══ Given entries
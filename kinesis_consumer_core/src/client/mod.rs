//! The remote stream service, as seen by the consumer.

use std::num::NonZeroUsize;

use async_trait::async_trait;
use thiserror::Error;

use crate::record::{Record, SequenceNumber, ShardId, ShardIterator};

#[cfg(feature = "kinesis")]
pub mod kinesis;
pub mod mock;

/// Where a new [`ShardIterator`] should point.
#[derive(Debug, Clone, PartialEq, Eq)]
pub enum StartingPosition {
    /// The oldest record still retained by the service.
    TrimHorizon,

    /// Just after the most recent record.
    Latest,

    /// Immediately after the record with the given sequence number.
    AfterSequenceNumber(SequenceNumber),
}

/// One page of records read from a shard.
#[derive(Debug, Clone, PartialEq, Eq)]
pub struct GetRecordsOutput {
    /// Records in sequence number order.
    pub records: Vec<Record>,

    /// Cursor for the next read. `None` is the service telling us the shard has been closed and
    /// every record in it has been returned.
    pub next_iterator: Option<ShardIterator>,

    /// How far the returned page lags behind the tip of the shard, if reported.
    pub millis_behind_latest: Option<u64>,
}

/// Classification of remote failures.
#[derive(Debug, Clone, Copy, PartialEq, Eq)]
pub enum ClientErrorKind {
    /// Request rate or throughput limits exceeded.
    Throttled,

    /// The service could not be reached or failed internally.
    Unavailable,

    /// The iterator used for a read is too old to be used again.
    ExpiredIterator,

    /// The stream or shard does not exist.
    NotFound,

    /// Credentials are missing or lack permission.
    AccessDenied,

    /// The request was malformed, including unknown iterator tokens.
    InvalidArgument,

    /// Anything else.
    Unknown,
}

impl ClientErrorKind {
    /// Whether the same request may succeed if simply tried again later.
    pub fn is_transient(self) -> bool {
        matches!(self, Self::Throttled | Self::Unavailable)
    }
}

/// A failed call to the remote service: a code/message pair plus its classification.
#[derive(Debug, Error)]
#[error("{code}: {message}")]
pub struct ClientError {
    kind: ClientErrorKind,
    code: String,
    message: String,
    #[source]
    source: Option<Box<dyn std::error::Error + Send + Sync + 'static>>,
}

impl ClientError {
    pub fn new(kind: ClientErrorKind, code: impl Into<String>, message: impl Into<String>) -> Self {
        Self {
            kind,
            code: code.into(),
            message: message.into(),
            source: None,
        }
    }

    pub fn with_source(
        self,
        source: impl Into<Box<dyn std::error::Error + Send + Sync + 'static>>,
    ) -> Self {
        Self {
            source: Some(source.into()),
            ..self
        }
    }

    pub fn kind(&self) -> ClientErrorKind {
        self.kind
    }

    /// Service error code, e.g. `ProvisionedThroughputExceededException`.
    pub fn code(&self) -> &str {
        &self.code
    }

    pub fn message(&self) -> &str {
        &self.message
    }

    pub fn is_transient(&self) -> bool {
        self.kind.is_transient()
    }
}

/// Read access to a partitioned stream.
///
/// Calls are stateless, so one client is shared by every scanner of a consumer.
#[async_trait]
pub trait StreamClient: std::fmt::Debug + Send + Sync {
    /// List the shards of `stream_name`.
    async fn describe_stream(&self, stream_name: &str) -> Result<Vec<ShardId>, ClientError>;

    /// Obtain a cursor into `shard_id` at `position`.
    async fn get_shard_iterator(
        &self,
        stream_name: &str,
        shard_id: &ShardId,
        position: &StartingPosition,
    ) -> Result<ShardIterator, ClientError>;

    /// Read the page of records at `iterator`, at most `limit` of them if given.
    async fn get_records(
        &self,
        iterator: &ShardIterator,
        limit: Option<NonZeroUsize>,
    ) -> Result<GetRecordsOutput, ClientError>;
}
════
## About this exercise
Go through the listing and transcribe all of it exactly.

## Task response
filename kinesis_consumer_core/src/client/mod.rs
//! The remote stream service, as seen by the consumer.

use std::num::NonZeroUsize;

use async_trait::async_trait;
use thiserror::Error;

use crate::record::{Record, SequenceNumber, ShardId, ShardIterator};

#[cfg(feature = "kinesis")]
pub mod kinesis;
pub mod mock;

/// Where a new [`ShardIterator`] should point.
#[derive(Debug, Clone, PartialEq, Eq)]
pub enum StartingPosition {
    /// The oldest record still retained by the service.
    TrimHorizon,

    /// Just after the most recent record.
    Latest,

    /// Immediately after the record with the given sequence number.
    AfterSequenceNumber(SequenceNumber),
}

/// One page of records read from a shard.
#[derive(Debug, Clone, PartialEq, Eq)]
pub struct GetRecordsOutput {
    /// Records in sequence number order.
    pub records: Vec<Record>,

    /// Cursor for the next read. `None` is the service telling us the shard has been closed and
    /// every record in it has been returned.
    pub next_iterator: Option<ShardIterator>,

    /// How far the returned page lags behind the tip of the shard, if reported.
    pub millis_behind_latest: Option<u64>,
}

/// Classification of remote failures.
#[derive(Debug, Clone, Copy, PartialEq, Eq)]
pub enum ClientErrorKind {
    /// Request rate or throughput limits exceeded.
    Throttled,

    /// The service could not be reached or failed internally.
    Unavailable,

    /// The iterator used for a read is too old to be used again.
    ExpiredIterator,

    /// The stream or shard does not exist.
    NotFound,

    /// Credentials are missing or lack permission.
    AccessDenied,

    /// The request was malformed, including unknown iterator tokens.
    InvalidArgument,

    /// Anything else.
    Unknown,
}

impl ClientErrorKind {
    /// Whether the same request may succeed if simply tried again later.
    pub fn is_transient(self) -> bool {
        matches!(self, Self::Throttled | Self::Unavailable)
    }
}

/// A failed call to the remote service: a code/message pair plus its classification.
#[derive(Debug, Error)]
#[error("{code}: {message}")]
pub struct ClientError {
    kind: ClientErrorKind,
    code: String,
    message: String,
    #[source]
    source: Option<Box<dyn std::error::Error + Send + Sync + 'static>>,
}

impl ClientError {
    pub fn new(kind: ClientErrorKind, code: impl Into<String>, message: impl Into<String>) -> Self {
        Self {
            kind,
            code: code.into(),
            message: message.into(),
            source: None,
        }
    }

    pub fn with_source(
        self,
        source: impl Into<Box<dyn std::error::Error + Send + Sync + 'static>>,
    ) -> Self {
        Self {
            source: Some(source.into()),
            ..self
        }
    }

    pub fn kind(&self) -> ClientErrorKind {
        self.kind
    }

    /// Service error code, e.g. `ProvisionedThroughputExceededException`.
    pub fn code(&self) -> &str {
        &self.code
    }

    pub fn message(&self) -> &str {
        &self.message
    }

    pub fn is_transient(&self) -> bool {
        self.kind.is_transient()
    }
}

/// Read access to a partitioned stream.
///
/// Calls are stateless, so one client is shared by every scanner of a consumer.
#[async_trait]
pub trait StreamClient: std::fmt::Debug + Send + Sync {
    /// List the shards of `stream_name`.
    async fn describe_stream(&self, stream_name: &str) -> Result<Vec<ShardId>, ClientError>;

    /// Obtain a cursor into `shard_id` at `position`.
    async fn get_shard_iterator(
        &self,
        stream_name: &str,
        shard_id: &ShardId,
        position: &StartingPosition,
    ) -> Result<ShardIterator, ClientError>;

    /// Read the page of records at `iterator`, at most `limit` of them if given.
    async fn get_records(
        &self,
        iterator: &ShardIterator,
        limit: Option<NonZeroUsize>,
    ) -> Result<GetRecordsOutput, ClientError>;
}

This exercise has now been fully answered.